The "Village of the Damned" is just one short chapter in Lt. Parnell's new book, "Outlaw Platoon," written with author John Bruning and set for release by William Morrow/HarperCollins on Tuesday. [See Facebook page here.]

Yet it captures the dichotomy of Afghanistan -- the contrast between Americans and terrorists, between good Afghans and bad, between quiet heroism and treachery.

Yusef, it turns out, is a spy. He later reveals to an Iranian cell of bomb-makers that the platoon plans to set up an observation post on a certain hilltop, allowing insurgents to seed it with mines. When the platoon arrives, villagers come out to watch. One of the mines explodes and kills Cpl. Jeremiah Cole.

But the elder whose grandson was tortured is the opposite. Gratified by American kindness, he later risks death to walk 40 miles through the mountains to warn of an impending attack.

"That's Afghanistan," said Lt. Parnell. "That incident is a microcosm of the whole country."


Call of duty: becoming a Ranger

It's a world apart from Murrysville, where he grew up, and Cranberry, where he lives with his wife, Laurie, and two small children.

Lt. Parnell was attending Clarion University when he watched 9/11 unfold on television.

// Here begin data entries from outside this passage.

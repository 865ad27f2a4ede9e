//! Host port allocation for session containers.
//!
//! Hands out ports from a fixed range, probing the OS so that ports grabbed
//! by other processes (or recovered only partially after a restart) are
//! skipped. The allocator itself is plain data; the session manager guards it
//! with its table lock.

use std::collections::HashSet;
use std::net::{Ipv4Addr, SocketAddrV4, TcpListener};

use crate::env;

/// Errors produced by the port allocator.
#[derive(Debug, thiserror::Error)]
pub enum PortError {
    /// Every port in the range is allocated or bound by the OS.
    #[error("no free ports in range {}..{}", env::PORT_RANGE_START, env::PORT_RANGE_END)]
    NoPortsAvailable,
}

/// Allocator over the host port range `[start, end)`.
///
/// Not internally synchronized: callers hold the manager lock around
/// `acquire`/`release` so the allocation set and the session table mutate
/// together.
#[derive(Debug)]
pub struct PortAllocator {
    start: u16,
    end: u16,
    allocated: HashSet<u16>,
}

impl Default for PortAllocator {
    fn default() -> Self {
        Self::new(env::PORT_RANGE_START, env::PORT_RANGE_END)
    }
}

impl PortAllocator {
    /// Create an allocator over the half-open range `[start, end)`.
    pub fn new(start: u16, end: u16) -> Self {
        Self {
            start,
            end,
            allocated: HashSet::new(),
        }
    }

    /// Acquire the lowest free port in the range.
    ///
    /// Skips ports in the in-memory allocation set and ports the OS reports
    /// as bound. The probe is a momentary non-listening bind released before
    /// returning, so another local process can still race us to the port;
    /// the container start will surface that as a bind failure.
    ///
    /// # Errors
    ///
    /// Returns [`PortError::NoPortsAvailable`] when the range is exhausted.
    pub fn acquire(&mut self) -> Result<u16, PortError> {
        for port in self.start..self.end {
            if self.allocated.contains(&port) {
                continue;
            }
            if !os_port_free(port) {
                continue;
            }
            self.allocated.insert(port);
            return Ok(port);
        }
        Err(PortError::NoPortsAvailable)
    }

    /// Release a previously acquired port. Idempotent.
    pub fn release(&mut self, port: u16) {
        self.allocated.remove(&port);
    }

    /// Mark a port as allocated without probing, used when recovery installs
    /// sessions whose containers already hold their port binding.
    pub fn mark_allocated(&mut self, port: u16) {
        self.allocated.insert(port);
    }

    /// Number of ports currently held.
    pub fn allocated_count(&self) -> usize {
        self.allocated.len()
    }
}

/// Probe whether the OS will let us bind `0.0.0.0:port`.
fn os_port_free(port: u16) -> bool {
    TcpListener::bind(SocketAddrV4::new(Ipv4Addr::UNSPECIFIED, port)).is_ok()
}

#[cfg(test)]
mod tests {
    use super::*;

    #[test]
    fn test_acquire_ascending_and_unique() {
        let mut alloc = PortAllocator::new(17000, 17010);

        let a = alloc.acquire().unwrap();
        let b = alloc.acquire().unwrap();
        assert!(a < b, "ports should be handed out in ascending order");
        assert_ne!(a, b);
        assert_eq!(alloc.allocated_count(), 2);
    }

    #[test]
    fn test_release_is_idempotent_and_reusable() {
        let mut alloc = PortAllocator::new(17020, 17025);

        let a = alloc.acquire().unwrap();
        alloc.release(a);
        alloc.release(a);
        assert_eq!(alloc.allocated_count(), 0);

        // The freed port is the lowest again.
        assert_eq!(alloc.acquire().unwrap(), a);
    }

    #[test]
    fn test_exhaustion() {
        let mut alloc = PortAllocator::new(17030, 17032);

        let mut got = Vec::new();
        while let Ok(p) = alloc.acquire() {
            got.push(p);
        }
        assert!(got.len() <= 2);
        assert!(matches!(alloc.acquire(), Err(PortError::NoPortsAvailable)));
    }

    #[test]
    fn test_os_bound_port_is_skipped() {
        // Hold a listener on the first port of the range; acquire must skip it.
        let listener =
            TcpListener::bind(SocketAddrV4::new(Ipv4Addr::UNSPECIFIED, 0)).unwrap();
        let held = listener.local_addr().unwrap().port();

        let mut alloc = PortAllocator::new(held, held.saturating_add(3));
        let got = alloc.acquire().unwrap();
        assert_ne!(got, held);
    }

    #[test]
    fn test_mark_allocated_blocks_reuse() {
        let mut alloc = PortAllocator::new(17040, 17043);
        alloc.mark_allocated(17040);
        assert_ne!(alloc.acquire().unwrap(), 17040);
    }
}
//! Container daemon connection.
//!
//! One bollard client is shared by every runtime operation in the broker.
//! The default daemon socket is tried first, then the Podman sockets, since
//! session containers work the same on either.

use crate::container::{ContainerError, Result};
use bollard::Docker;
use std::sync::Arc;
use tracing::{debug, info};

/// Shared handle to the container daemon.
#[derive(Clone)]
pub struct ContainerClient {
    docker: Arc<Docker>,
}

impl ContainerClient {
    /// Connect to a container daemon and verify it answers.
    ///
    /// # Errors
    ///
    /// Returns error when no daemon is reachable over any known socket.
    pub async fn new() -> Result<Self> {
        let docker = Self::connect().await?;
        let client = Self {
            docker: Arc::new(docker),
        };
        client.ping().await?;
        Ok(client)
    }

    async fn connect() -> Result<Docker> {
        match Docker::connect_with_local_defaults() {
            Ok(docker) => {
                info!("Container daemon reached over the default socket");
                return Ok(docker);
            }
            Err(e) => debug!("Default daemon socket unavailable: {}", e),
        }

        #[cfg(unix)]
        for socket in podman_sockets() {
            match Docker::connect_with_socket(&socket, 120, bollard::API_DEFAULT_VERSION) {
                Ok(docker) => {
                    info!("Container daemon reached at {}", socket);
                    return Ok(docker);
                }
                Err(e) => debug!("Podman socket {} unavailable: {}", socket, e),
            }
        }

        Err(ContainerError::Other(
            "no container daemon reachable; the broker needs Docker or Podman to spawn session containers".to_string(),
        ))
    }

    /// Round-trip to the daemon.
    ///
    /// # Errors
    ///
    /// Returns error if the daemon does not answer.
    pub async fn ping(&self) -> Result<()> {
        self.docker
            .ping()
            .await
            .map_err(|e| ContainerError::Other(format!("container daemon unresponsive: {}", e)))?;
        Ok(())
    }

    /// Get the underlying Docker client.
    pub fn docker(&self) -> &Docker {
        &self.docker
    }
}

/// Rootless socket first, system socket second.
#[cfg(unix)]
fn podman_sockets() -> Vec<String> {
    let mut sockets = Vec::new();
    if let Ok(home) = std::env::var("HOME") {
        sockets.push(format!("unix://{home}/run/podman/podman.sock"));
    }
    sockets.push("unix:///run/podman/podman.sock".to_string());
    sockets
}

Enraged, he joined the Army and found purpose, transforming from a listless college kid into a reed-tough Ranger with the 10th Mountain Division. He shipped off for Afghanistan in 2006 to take command of a 40-man platoon, nicknamed the Outlaws, with the goal of rooting out the Haqqani Network near the Pakistan border.

His book details his 16 months in combat, engaging Pakistan-based insurgents in numerous firefights in the mountains of Paktika Province. His men killed some 350 insurgents and lost just one of their own; two dozen were wounded.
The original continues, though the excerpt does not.